For their study, published in Nature Genetics on Monday, Charney and his colleagues sequenced 161 genes that had previously been linked to schizophrenia in 11,580 cases and 10,555 controls from diverse ancestries, including 40 percent non-Europeans such as Africans and Asians.

The results showed that schizophrenia patients had higher rates of PTVs in genes that are evolutionarily conserved compared to the control group. 

Ten of the genes that harbored high levels of PTVs had previously been identified in a study conducted by the Schizophrenia Exome Sequencing Meta-Analysis (SCHEMA) Consortium in people of predominantly European ancestry. 

The study also identified two additional schizophrenia-related genes — SRRM2 and AKAP11 — with high levels of PTVs in schizophrenia cases. While SRRM2 has been previously linked to Alzheimer's disease and developmental disorders, AKAP11 has been shown to have a role in bipolar disorder.
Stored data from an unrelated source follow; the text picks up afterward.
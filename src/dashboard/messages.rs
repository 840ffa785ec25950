use futures_util::future::try_join_all;
use serde_json::{Value, json};
use tracing::{info, warn};

use super::{Dashboard, DashboardError, DashboardResult, Editing, owned_list};
use crate::{
    auth::Principal,
    models::{CHAT_MESSAGES, CONTENT, CREATED, ChatList, ChatMessage, LAST_MODIFIED, MESSAGE_REFS},
    store::{DocRef, DocumentStore, Write, fields, server_timestamp},
};

impl Dashboard {
    /// Makes `id` the selected list and loads its messages in reference order.
    ///
    /// References to messages that no longer exist are skipped.
    pub async fn select_list(
        &mut self,
        store: &dyn DocumentStore,
        principal: &Principal,
        id: &str,
    ) -> DashboardResult<()> {
        self.clear_selection();

        let list = owned_list(store, principal, id).await?;
        let docs = try_join_all(list.message_docs().map(|doc| store.fetch_one(doc))).await?;

        let mut messages = Vec::with_capacity(docs.len());
        for (reference, doc) in list.message_docs().zip(docs) {
            let Some(doc) = doc else {
                warn!(list = %list.reference(), message = %reference, "skipping dangling message reference");
                continue;
            };
            match ChatMessage::try_from(doc) {
                Ok(message) => messages.push(message),
                Err(e) => warn!(message = %reference, error = %e, "skipping unreadable message"),
            }
        }

        self.selected = Some(list.id.clone());
        self.messages = messages;
        match self.list_mut(id) {
            Some(entry) => *entry = list,
            None => self.lists.push(list),
        }
        Ok(())
    }

    /// Appends a message to the selected list. Returns the new message's id,
    /// or `None` when nothing is selected or the content is blank.
    pub async fn add_message(
        &mut self,
        store: &dyn DocumentStore,
        principal: &Principal,
        content: &str,
    ) -> DashboardResult<Option<String>> {
        let content = content.trim();
        let Some(selected) = self.selected.clone() else {
            return Ok(None);
        };
        if content.is_empty() {
            return Ok(None);
        }

        let list_ref = owned_list(store, principal, &selected).await?.reference();
        let message = DocRef::generate(CHAT_MESSAGES);

        store
            .commit(vec![
                Write::Set {
                    doc: message.clone(),
                    fields: fields(json!({
                        CONTENT: content,
                        CREATED: server_timestamp(),
                        LAST_MODIFIED: server_timestamp(),
                    })),
                },
                Write::ArrayUnion {
                    doc: list_ref.clone(),
                    field: MESSAGE_REFS.to_owned(),
                    values: vec![Value::String(message.to_string())],
                },
                Write::Update {
                    doc: list_ref,
                    fields: fields(json!({ LAST_MODIFIED: server_timestamp() })),
                },
            ])
            .await?;
        info!(list = %selected, message = %message, "added chat message");

        self.messages.push(ChatMessage {
            id: message.id.clone(),
            content: content.to_owned(),
            created: None,
            last_modified: None,
        });
        let id = message.id.clone();
        if let Some(entry) = self.list_mut(&selected) {
            entry.message_refs.push(message);
        }
        Ok(Some(id))
    }

    /// Rewrites a message's content. The parent list is not touched.
    pub async fn edit_message(
        &mut self,
        store: &dyn DocumentStore,
        principal: &Principal,
        id: &str,
        content: &str,
    ) -> DashboardResult<bool> {
        let content = content.trim();
        if content.is_empty() {
            return Ok(false);
        }

        let list = self.fetch_selected(store, principal).await?;
        ensure_held(&list, id)?;

        store
            .update(
                &DocRef::new(CHAT_MESSAGES, id),
                fields(json!({
                    CONTENT: content,
                    LAST_MODIFIED: server_timestamp(),
                })),
            )
            .await?;

        if let Some(message) = self.messages.iter_mut().find(|message| message.id == id) {
            message.content = content.to_owned();
        }
        Ok(true)
    }

    /// Deletes a message of the selected list and drops its reference in one batch.
    pub async fn delete_message(
        &mut self,
        store: &dyn DocumentStore,
        principal: &Principal,
        id: &str,
    ) -> DashboardResult<()> {
        let list = self.fetch_selected(store, principal).await?;
        ensure_held(&list, id)?;

        let list_ref = list.reference();
        let message = DocRef::new(CHAT_MESSAGES, id);

        store
            .commit(vec![
                Write::Delete { doc: message.clone() },
                Write::ArrayRemove {
                    doc: list_ref.clone(),
                    field: MESSAGE_REFS.to_owned(),
                    values: vec![Value::String(message.to_string())],
                },
                Write::Update {
                    doc: list_ref.clone(),
                    fields: fields(json!({ LAST_MODIFIED: server_timestamp() })),
                },
            ])
            .await?;
        info!(list = %list_ref, message = %id, "deleted chat message");

        self.messages.retain(|message| message.id != id);
        if let Some(entry) = self.list_mut(&list_ref.id) {
            entry.message_refs.retain(|reference| *reference != message);
        }
        if matches!(&self.editing, Editing::Message { id: editing, .. } if editing == id) {
            self.editing = Editing::None;
        }
        Ok(())
    }

    async fn fetch_selected(&self, store: &dyn DocumentStore, principal: &Principal) -> DashboardResult<ChatList> {
        let Some(selected) = self.selected.as_deref() else {
            return Err(DashboardError::NoSelection);
        };
        owned_list(store, principal, selected).await
    }
}

fn ensure_held(list: &ChatList, message_id: &str) -> DashboardResult<()> {
    if list.holds(message_id) {
        Ok(())
    } else {
        Err(DashboardError::NotInList {
            message: message_id.to_owned(),
            list: list.id.clone(),
        })
    }
}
"The two new genes are promising candidates for novel therapeutic development for schizophrenia," Charney said.

Meanwhile, the investigators found a third gene, PCLO, that was previously implicated in schizophrenia but has now been shown to be a shared risk gene for both schizophrenia and autism.

Although the study included populations of diverse ethnic backgrounds, a large proportion of the study participants had European ancestry. "While we do increase the diversity in this study, we still have a long way to go. Our study is not representative of the human population as a whole across the globe," Charney said.

As next steps, Charney wants to perform whole-exome sequencing to identify more genes that could increase schizophrenia risk.